Rakhine 2012 |
In 2011, Myanmar held its first round of decades after fifty years of military rule. Thein Sein, a former military official, took the election claiming 90% of the popular vote. Needless to say, the election was shrouded in controversy.
Despite the controversy, Sein has since been regarded as an innovator and reformer, easing restrictions on freedoms of media, travel, assembly, and speech. As the international community applauded and encouraged the reformation of the government in Myanmar, life for the Rohingya’s in Myanmar’s western Rakhine state found their livelihoods becoming more constricted as the rest of Myanmar began to enjoy marginal freedoms.
The Rohingya are a part of a 4% Muslim minority in majority Buddhist Myanmar. 80% of Myanmar’s million or so Rohingyas live in northern Rakhine, near the state capital of Sittwe and the surrounding villages. The Rohingyas share the western state with the Rakhine Buddhists who have strong lineage in the region and share the official government stance that the Rohingya are illegal immigrants from Bangladesh, with whom the state shares a border. The government refers to the Rohingya ‘Bengalis’ and even calling them Rohingya in Myanmar is taboo. The Rohingyas status as illegal immigrants was popularized after Ne Win’s military junta enacted the 1982 Citizenship Law which outlined 135 recognized ethnic groups that are native to Myanmar pre-1823. This list did not include the Rohingya. The 1823 cut-off was a result of the British colonial government in India encouraging migration from what is now Bangladesh into Myanmar. Even though Rohingya did migrate from Bangladesh at that time, reports from the British East India Company place Rohingya in Arakan (now Rakhine) at least 25 years before 1823. The denial of citizenship to the Rohingya in 1982 was part of a deliberate effort by Ne Win to cleanse the country of religious minorities, Muslims being the main target.

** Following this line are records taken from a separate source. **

// Dedup & prioritization: shrinks the loaded case set, flags flaky cases
// from run history, orders the remainder for tag coverage and applies the
// size budget. Every case that does not make it into the plan is recorded
// with the reason.

use std::collections::HashMap;

use serde::Serialize;
use sha2::{Digest, Sha256};
use tracing::{debug, info};

use crate::case::{CaseInput, TestCase};
use crate::config::{FlakyPolicy, SelectionConfig};
use crate::history::RunHistory;

#[derive(Debug, Clone)]
pub struct PlannedCase {
    pub case: TestCase,
    /// Invocations to take; above 1 only for sampled flaky cases.
    pub samples: u32,
}

#[derive(Debug, Clone, PartialEq, Serialize)]
#[serde(tag = "reason", rename_all = "snake_case")]
pub enum DropReason {
    Duplicate { of: String },
    ConflictingExpectation { of: String },
    Flaky { failure_rate: f64, observations: usize },
    OverBudget,
}

#[derive(Debug, Clone, PartialEq, Serialize)]
pub struct DroppedCase {
    pub case_id: String,
    #[serde(flatten)]
    pub reason: DropReason,
}

#[derive(Debug, Clone, Copy, PartialEq, Eq, Serialize)]
#[serde(rename_all = "snake_case")]
pub enum FlakyAction {
    Excluded,
    Sampled,
}

#[derive(Debug, Clone, PartialEq, Serialize)]
pub struct FlakyCase {
    pub case_id: String,
    pub failure_rate: f64,
    pub observations: usize,
    pub action: FlakyAction,
}

#[derive(Debug, Clone, Default, PartialEq, Serialize)]
pub struct SelectionMeta {
    pub loaded: usize,
    pub selected: usize,
    pub duplicates_dropped: usize,
    pub dropped: Vec<DroppedCase>,
    pub flaky: Vec<FlakyCase>,
}

#[derive(Debug, Clone)]
pub struct Selection {
    pub planned: Vec<PlannedCase>,
    pub meta: SelectionMeta,
}

pub struct Prioritizer {
    config: SelectionConfig,
}

impl Prioritizer {
    pub fn new(config: SelectionConfig) -> Self {
        Self { config }
    }

    pub fn select(&self, cases: Vec<TestCase>, history: Option<&RunHistory>) -> Selection {
        let mut meta = SelectionMeta {
            loaded: cases.len(),
            ..SelectionMeta::default()
        };

        let unique = if self.config.dedup {
            dedup(cases, &mut meta)
        } else {
            cases
        };

        let mut planned = Vec::with_capacity(unique.len());
        for case in unique {
            match history.and_then(|h| self.flaky_verdict(h, &case)) {
                Some((rate, observations)) => match self.config.flaky_policy {
                    FlakyPolicy::Exclude => {
                        meta.flaky.push(FlakyCase {
                            case_id: case.id.clone(),
                            failure_rate: rate,
                            observations,
                            action: FlakyAction::Excluded,
                        });
                        meta.dropped.push(DroppedCase {
                            case_id: case.id,
                            reason: DropReason::Flaky {
                                failure_rate: rate,
                                observations,
                            },
                        });
                    }
                    FlakyPolicy::Sample => {
                        meta.flaky.push(FlakyCase {
                            case_id: case.id.clone(),
                            failure_rate: rate,
                            observations,
                            action: FlakyAction::Sampled,
                        });
                        planned.push(PlannedCase {
                            case,
                            samples: self.config.flaky_samples.max(1),
                        });
                    }
                },
                None => planned.push(PlannedCase { case, samples: 1 }),
            }
        }

        let mut ordered = coverage_order(planned);

        if let Some(max) = self.config.max_cases {
            if ordered.len() > max {
                for p in ordered.drain(max..) {
                    meta.dropped.push(DroppedCase {
                        case_id: p.case.id,
                        reason: DropReason::OverBudget,
                    });
                }
            }
        }

        meta.selected = ordered.len();
        info!(
            loaded = meta.loaded,
            selected = meta.selected,
            duplicates = meta.duplicates_dropped,
            flaky = meta.flaky.len(),
            "case selection finished"
        );

        Selection {
            planned: ordered,
            meta,
        }
    }

    /// `Some((failure_rate, observations))` when history marks the case flaky.
    fn flaky_verdict(&self, history: &RunHistory, case: &TestCase) -> Option<(f64, usize)> {
        let stats = history.stats(&case.id, self.config.flaky_window);
        if stats.observations < self.config.flaky_min_runs.max(1) {
            return None;
        }
        let rate = stats.failure_rate();
        // A case that never passes is failing consistently, not flaky.
        if rate > self.config.flaky_threshold && stats.passes > 0 {
            debug!(case = %case.id, rate, observations = stats.observations, "flaky case");
            Some((rate, stats.observations))
        } else {
            None
        }
    }
}

/// Identity of a case for deduplication: its input with CRLF line endings
/// folded to LF, the input form, and the canonical normalizer list.
pub fn dedup_key(case: &TestCase) -> String {
    let mut h = Sha256::new();
    match &case.input {
        CaseInput::Text(text) => {
            h.update(b"text\0");
            h.update(text.replace("\r\n", "\n").as_bytes());
        }
        CaseInput::Args(args) => {
            h.update(b"args\0");
            for a in args {
                h.update(a.as_bytes());
                h.update(b"\0");
            }
        }
    }
    h.update(b"\0");
    h.update(case.normalizers.canonical().as_bytes());
    hex::encode(h.finalize())
}

fn dedup(cases: Vec<TestCase>, meta: &mut SelectionMeta) -> Vec<TestCase> {
    let mut kept: Vec<TestCase> = Vec::with_capacity(cases.len());
    let mut index: HashMap<String, usize> = HashMap::new();

    for case in cases {
        let key = dedup_key(&case);
        match index.get(&key) {
            Some(&i) => {
                let representative = &kept[i];
                let reason = if representative.expected == case.expected {
                    DropReason::Duplicate {
                        of: representative.id.clone(),
                    }
                } else {
                    DropReason::ConflictingExpectation {
                        of: representative.id.clone(),
                    }
                };
                debug!(case = %case.id, kept = %representative.id, "duplicate dropped");
                meta.duplicates_dropped += 1;
                meta.dropped.push(DroppedCase {
                    case_id: case.id,
                    reason,
                });
            }
            None => {
                index.insert(key, kept.len());
                kept.push(case);
            }
        }
    }

    kept
}

/// Round-robin across tag groups so that a truncated prefix still covers
/// as many groups as possible. A case belongs to the group of its smallest
/// tag; untagged cases share one group. Groups take turns in order of first
/// appearance and keep their internal order.
fn coverage_order(cases: Vec<PlannedCase>) -> Vec<PlannedCase> {
    let total = cases.len();
    let mut group_of: HashMap<String, usize> = HashMap::new();
    let mut groups: Vec<std::collections::VecDeque<PlannedCase>> = Vec::new();

    for p in cases {
        let key = p.case.tags.iter().next().cloned().unwrap_or_default();
        let idx = *group_of.entry(key).or_insert_with(|| {
            groups.push(std::collections::VecDeque::new());
            groups.len() - 1
        });
        groups[idx].push_back(p);
    }

    let mut out = Vec::with_capacity(total);
    while out.len() < total {
        for g in groups.iter_mut() {
            if let Some(p) = g.pop_front() {
                out.push(p);
            }
        }
    }
    out
}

Since the rise of the military government the Rohingya have systematically been stripped of rights. At the end of a ten day fact-finding mission carried out last month, Yanghee Lee, Myanmar’s UN Envoy, described the situation as ‘deplorable’ and while she congratulated the country in the steps it has made since military rule, she feared “…signs of possible backtracking, which if unchecked could undermine Myanmar's efforts to become a responsible member of the international community that respects and protects human rights”.